Awww geeze, not another blog!

Welcome to A Fine Blade!

This blog will focus one of my lifelong passions and one of man's most basic tools - the knife!

As time and events permit we'll tiptoe into other territory where we can use the knife as a metaphor in discussions about current events and have a little politically incorrect fun.

Because you see, knives rank just below guns as the most politically incorrect subject on the web today.

Guns & Knives = Bad. Gay Marriage & Recreational Drug Use = Good

We'll see if we can't have some fun with that.

So stay tuned, and welcome aboard!

Monday, September 26, 2011

Gransfors Bruks

In the world of axe aficionados the name Gransfors Bruks gets a lot of respect, almost religious reverence.  For good reason.  In a time when most axes are cheap commodity items, made of questionable steel and cranked out by the thousands for sale in big box stores, Gransfors Bruks' axes are produced with a level of skill and attention to detail that is not found anywhere else in the axe manufacturing world.
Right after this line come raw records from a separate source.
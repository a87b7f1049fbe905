//! Redis backend.

use std::sync::Arc;
use std::time::Duration;

use async_trait::async_trait;
use serde::{Deserialize, Serialize};

use crate::backends::config::{process_env, EnvReader};
use crate::backends::{endpoint_for, join_host_port, Backend};
use crate::container::options::{self, ContainerOption};
use crate::container::{ContainerContext, HealthProbe};
use crate::error::ContainerError;

pub const REDIS_PORT: u16 = 6379;

const PROBE_DELAY: Duration = Duration::from_secs(1);

#[derive(Debug, Clone, PartialEq, Eq, Serialize, Deserialize)]
pub struct RedisOptions {
    pub host: String,
    pub port: u16,
    #[serde(skip)]
    external: bool,
}

impl Default for RedisOptions {
    fn default() -> Self {
        Self {
            host: "localhost".to_string(),
            port: REDIS_PORT,
            external: false,
        }
    }
}

impl RedisOptions {
    /// Loads `TEST_REDIS_HOST` and `TEST_REDIS_PORT`.
    pub fn from_env() -> Result<Self, ContainerError> {
        Self::from_lookup(process_env)
    }

    pub fn from_lookup<F>(lookup: F) -> Result<Self, ContainerError>
    where
        F: Fn(&str) -> Option<String>,
    {
        let reader = EnvReader::new("redis", lookup);
        let defaults = Self::default();

        Ok(Self {
            host: reader.string("HOST", &defaults.host),
            port: reader.port("PORT", defaults.port)?,
            external: reader.has_explicit_host(),
        })
    }
}

impl Backend for RedisOptions {
    fn kind(&self) -> &'static str {
        "redis"
    }

    fn container_port(&self) -> u16 {
        REDIS_PORT
    }

    fn host(&self) -> &str {
        &self.host
    }

    fn port(&self) -> u16 {
        self.port
    }

    fn is_external(&self) -> bool {
        self.external
    }

    fn container_options(&self) -> Vec<ContainerOption> {
        vec![
            options::image_repository("redis"),
            options::image_tag("6-alpine"),
            options::env(Vec::<String>::new()),
            options::health_check(Arc::new(RedisProbe(self.clone())), PROBE_DELAY),
        ]
    }

    fn endpoint(&self, host: &str, port: u16) -> String {
        format!("redis://{}", join_host_port(host, port))
    }
}

/// Opens a connection and issues `PING`.
struct RedisProbe(RedisOptions);

#[async_trait]
impl HealthProbe for RedisProbe {
    async fn probe(&self, ctx: &ContainerContext) -> anyhow::Result<()> {
        let url = endpoint_for(&self.0, ctx);
        tracing::debug!(url = %url, "Checking redis status");

        let client = redis::Client::open(url.as_str())?;
        let mut conn = client.get_multiplexed_async_connection().await?;
        let _: String = redis::cmd("PING").query_async(&mut conn).await?;
        Ok(())
    }
}

#[cfg(test)]
mod tests {
    use super::*;
    use crate::backends::config::lookup_from;
    use crate::container::Options;

    #[test]
    fn test_defaults() {
        let opts = RedisOptions::from_lookup(lookup_from(&[])).unwrap();
        assert_eq!(opts.host, "localhost");
        assert_eq!(opts.port, 6379);
        assert!(!opts.is_external());
        assert_eq!(opts.endpoint(&opts.host, opts.port), "redis://localhost:6379");
    }

    #[test]
    fn test_explicit_host_is_external() {
        let opts = RedisOptions::from_lookup(lookup_from(&[
            ("TEST_REDIS_HOST", "cache.internal"),
            ("TEST_REDIS_PORT", "16379"),
        ]))
        .unwrap();

        assert!(opts.is_external());
        assert_eq!(opts.endpoint(&opts.host, opts.port), "redis://cache.internal:16379");
    }

    #[test]
    fn test_container_options() {
        let opts = Options::build(RedisOptions::default().container_options());

        assert_eq!(opts.image(), "redis:6-alpine");
        assert!(opts.env.is_empty());
        let check = opts.health_check.unwrap();
        assert_eq!(check.policy.attempts, 10);
        assert_eq!(check.policy.delay, Duration::from_secs(1));
    }
}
I stumbled on this great video on YouTube this morning and thought I'd share it.  If you have any interest at all in how large metal objects like axe heads are forged this is an interesting demonstration.

To be honest, most folks today don't really have a need for an axe.  Nobody is going to go out and clear an acre of land with a hand axe.  That's what chainsaws are for.  The axe is very much a niche item, particularly one as nicely made as a Gransfors Bruks.  But, there are still people that use them regularly.  For some tasks like limbing downed trees, splitting firewood or rough shaping logs the axe is still the ideal tool.  Agencies like the US Forest Service still use axes extensively - for jobs like backwoods trail maintenance it is easier to strap an axe to a backpack and carry it 30 miles into the brush to clear downed trees from hiking trails than it is to haul in a chainsaw, gas, oil, protective gear, a sharpening kit, etc. to do the same job.
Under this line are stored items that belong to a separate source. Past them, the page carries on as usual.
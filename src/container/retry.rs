//! Bounded retry with a fixed delay.
//!
//! Used to poll a freshly started dependency until it accepts connections.
//! The delay between attempts is constant.

use std::fmt::Display;
use std::future::Future;
use std::time::Duration;

use serde::{Deserialize, Serialize};

/// Number of attempts every backend polls with.
pub const DEFAULT_ATTEMPTS: u32 = 10;

/// How often and how long to poll.
#[derive(Debug, Clone, Copy, PartialEq, Eq, Serialize, Deserialize)]
pub struct RetryPolicy {
    /// Maximum number of invocations (at least one is always made).
    pub attempts: u32,
    /// Pause between two invocations.
    pub delay: Duration,
}

impl RetryPolicy {
    pub fn new(attempts: u32, delay: Duration) -> Self {
        Self { attempts, delay }
    }

    /// The standard ten-attempt budget with the given delay.
    pub fn with_delay(delay: Duration) -> Self {
        Self::new(DEFAULT_ATTEMPTS, delay)
    }

    /// Runs `operation` under this policy.
    pub async fn run<T, E, F, Fut>(&self, operation: F) -> Result<T, E>
    where
        F: FnMut() -> Fut,
        Fut: Future<Output = Result<T, E>>,
        E: Display,
    {
        retry(self.attempts, self.delay, operation).await
    }
}

impl Default for RetryPolicy {
    fn default() -> Self {
        Self::with_delay(Duration::from_secs(1))
    }
}

/// Invokes `operation` up to `max_attempts` times, sleeping `delay` in between.
///
/// Returns the first success without further calls. When every attempt
/// fails, only the last error is returned; earlier ones are logged at debug
/// level and dropped.
pub async fn retry<T, E, F, Fut>(max_attempts: u32, delay: Duration, mut operation: F) -> Result<T, E>
where
    F: FnMut() -> Fut,
    Fut: Future<Output = Result<T, E>>,
    E: Display,
{
    let max_attempts = max_attempts.max(1);
    let mut attempt = 1;

    loop {
        match operation().await {
            Ok(value) => {
                if attempt > 1 {
                    tracing::debug!(attempt, "Operation succeeded after retry");
                }
                return Ok(value);
            }
            Err(e) if attempt >= max_attempts => {
                tracing::warn!(attempt, max_attempts, error = %e, "Giving up after final attempt");
                return Err(e);
            }
            Err(e) => {
                tracing::debug!(
                    attempt,
                    max_attempts,
                    delay_ms = delay.as_millis() as u64,
                    error = %e,
                    "Attempt failed, retrying"
                );
                attempt += 1;
                tokio::time::sleep(delay).await;
            }
        }
    }
}
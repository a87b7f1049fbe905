//! HTTP liveness and readiness endpoints.

use std::future::Future;
use std::net::SocketAddr;
use std::sync::Arc;

use axum::{extract::State, http::StatusCode, routing::get, Router};

use crate::error::HealthError;
use crate::health::checks::{check_health, ReadinessCheck};

struct HealthState {
    checks: Vec<Arc<dyn ReadinessCheck>>,
}

/// Serves `GET /liveness` and `GET /readiness`.
#[derive(Clone)]
pub struct HealthServer {
    state: Arc<HealthState>,
}

impl HealthServer {
    pub fn new(checks: Vec<Arc<dyn ReadinessCheck>>) -> Self {
        Self {
            state: Arc::new(HealthState { checks }),
        }
    }

    pub fn router(&self) -> Router {
        Router::new()
            .route("/liveness", get(liveness_handler))
            .route("/readiness", get(readiness_handler))
            .with_state(self.state.clone())
    }

    /// Binds `addr` and serves until `shutdown` resolves.
    pub async fn serve<S>(&self, addr: SocketAddr, shutdown: S) -> Result<(), HealthError>
    where
        S: Future<Output = ()> + Send + 'static,
    {
        let listener = tokio::net::TcpListener::bind(addr)
            .await
            .map_err(|e| HealthError::BindFailed {
                addr: addr.to_string(),
                reason: e.to_string(),
            })?;

        tracing::info!(addr = %addr, checks = self.state.checks.len(), "Health server listening");

        axum::serve(listener, self.router())
            .with_graceful_shutdown(async move {
                shutdown.await;
                tracing::info!("Health server shutting down");
            })
            .await?;
        Ok(())
    }
}

async fn liveness_handler() -> StatusCode {
    StatusCode::OK
}

async fn readiness_handler(State(state): State<Arc<HealthState>>) -> StatusCode {
    match check_health(&state.checks).await {
        Ok(()) => StatusCode::OK,
        Err(_) => StatusCode::SERVICE_UNAVAILABLE,
    }
}
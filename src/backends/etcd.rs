//! etcd backend.

use std::sync::Arc;
use std::time::Duration;

use serde::{Deserialize, Serialize};

use crate::backends::config::{process_env, EnvReader};
use crate::backends::{join_host_port, Backend, HttpProbe};
use crate::container::options::{self, ContainerOption};
use crate::error::ContainerError;

pub const ETCD_PORT: u16 = 2379;

const PROBE_DELAY: Duration = Duration::from_secs(1);

#[derive(Debug, Clone, PartialEq, Eq, Serialize, Deserialize)]
pub struct EtcdOptions {
    pub host: String,
    pub port: u16,
    #[serde(skip)]
    external: bool,
}

impl Default for EtcdOptions {
    fn default() -> Self {
        Self {
            host: "localhost".to_string(),
            port: ETCD_PORT,
            external: false,
        }
    }
}

impl EtcdOptions {
    pub fn from_env() -> Result<Self, ContainerError> {
        Self::from_lookup(process_env)
    }

    pub fn from_lookup<F>(lookup: F) -> Result<Self, ContainerError>
    where
        F: Fn(&str) -> Option<String>,
    {
        let reader = EnvReader::new("etcd", lookup);
        let defaults = Self::default();

        Ok(Self {
            host: reader.string("HOST", &defaults.host),
            port: reader.port("PORT", defaults.port)?,
            external: reader.has_explicit_host(),
        })
    }
}

impl Backend for EtcdOptions {
    fn kind(&self) -> &'static str {
        "etcd"
    }

    fn container_port(&self) -> u16 {
        ETCD_PORT
    }

    fn host(&self) -> &str {
        &self.host
    }

    fn port(&self) -> u16 {
        self.port
    }

    fn is_external(&self) -> bool {
        self.external
    }

    fn container_options(&self) -> Vec<ContainerOption> {
        let client_url = format!("http://0.0.0.0:{ETCD_PORT}");
        vec![
            options::image_repository("quay.io/coreos/etcd"),
            options::image_tag("v3.5.0"),
            options::run_command([
                "etcd".to_string(),
                "--listen-client-urls".to_string(),
                client_url.clone(),
                "--advertise-client-urls".to_string(),
                client_url,
            ]),
            options::health_check(Arc::new(HttpProbe::new(self.clone(), "/health")), PROBE_DELAY),
        ]
    }

    fn endpoint(&self, host: &str, port: u16) -> String {
        format!("http://{}", join_host_port(host, port))
    }
}
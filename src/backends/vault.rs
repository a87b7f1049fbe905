//! Vault backend, running the server in dev mode.

use std::sync::Arc;
use std::time::Duration;

use serde::{Deserialize, Serialize};

use crate::backends::config::{process_env, EnvReader};
use crate::backends::{join_host_port, Backend, HttpProbe};
use crate::container::options::{self, ContainerOption};
use crate::error::ContainerError;

pub const VAULT_PORT: u16 = 8200;
pub const DEFAULT_TOKEN: &str = "TEST-DEFAULT-TOKEN";
pub const DEFAULT_LISTEN_ADDR: &str = "0.0.0.0";

const PROBE_DELAY: Duration = Duration::from_secs(1);

#[derive(Debug, Clone, PartialEq, Eq, Serialize, Deserialize)]
pub struct VaultOptions {
    pub host: String,
    pub port: u16,
    /// Dev-mode root token.
    pub token: String,
    /// Address the server binds to inside the container.
    pub listen_addr: String,
    #[serde(skip)]
    external: bool,
}

impl Default for VaultOptions {
    fn default() -> Self {
        Self {
            host: "localhost".to_string(),
            port: VAULT_PORT,
            token: DEFAULT_TOKEN.to_string(),
            listen_addr: DEFAULT_LISTEN_ADDR.to_string(),
            external: false,
        }
    }
}

impl VaultOptions {
    /// Loads `TEST_VAULT_{HOST,PORT,TOKEN}` and `TEST_LISTEN_ADDR`.
    pub fn from_env() -> Result<Self, ContainerError> {
        Self::from_lookup(process_env)
    }

    pub fn from_lookup<F>(lookup: F) -> Result<Self, ContainerError>
    where
        F: Fn(&str) -> Option<String>,
    {
        let reader = EnvReader::new("vault", lookup);
        let defaults = Self::default();

        Ok(Self {
            host: reader.string("HOST", &defaults.host),
            port: reader.port("PORT", defaults.port)?,
            token: reader.string("TOKEN", &defaults.token),
            listen_addr: reader
                .raw("TEST_LISTEN_ADDR")
                .unwrap_or(defaults.listen_addr),
            external: reader.has_explicit_host(),
        })
    }
}

impl Backend for VaultOptions {
    fn kind(&self) -> &'static str {
        "vault"
    }

    fn container_port(&self) -> u16 {
        VAULT_PORT
    }

    fn host(&self) -> &str {
        &self.host
    }

    fn port(&self) -> u16 {
        self.port
    }

    fn is_external(&self) -> bool {
        self.external
    }

    fn container_options(&self) -> Vec<ContainerOption> {
        vec![
            options::image_repository("vault"),
            options::image_tag("1.0.3"),
            options::env([
                format!("VAULT_DEV_ROOT_TOKEN_ID={}", self.token),
                // the listener binds inside the container, where the port never changes
                format!(
                    "VAULT_DEV_LISTEN_ADDRESS={}",
                    join_host_port(&self.listen_addr, VAULT_PORT)
                ),
            ]),
            options::health_check(
                Arc::new(HttpProbe::new(self.clone(), "/v1/sys/health")),
                PROBE_DELAY,
            ),
        ]
    }

    fn endpoint(&self, host: &str, port: u16) -> String {
        format!("http://{}", join_host_port(host, port))
    }
}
Now, while I'm saying that most folks don't need an axe these days there certainly is no harm in having one or two ready to go in case that errant tree falls and blocks your driveway.  Or you finally decided to build that log cabin in the back yard.  Or carve out that Viking longboat you've been thinking about.

I don't have a Gransfors Bruks in my small axe collection.  After watching this video I think I might just have to correct that shortcoming.

Stay sharp!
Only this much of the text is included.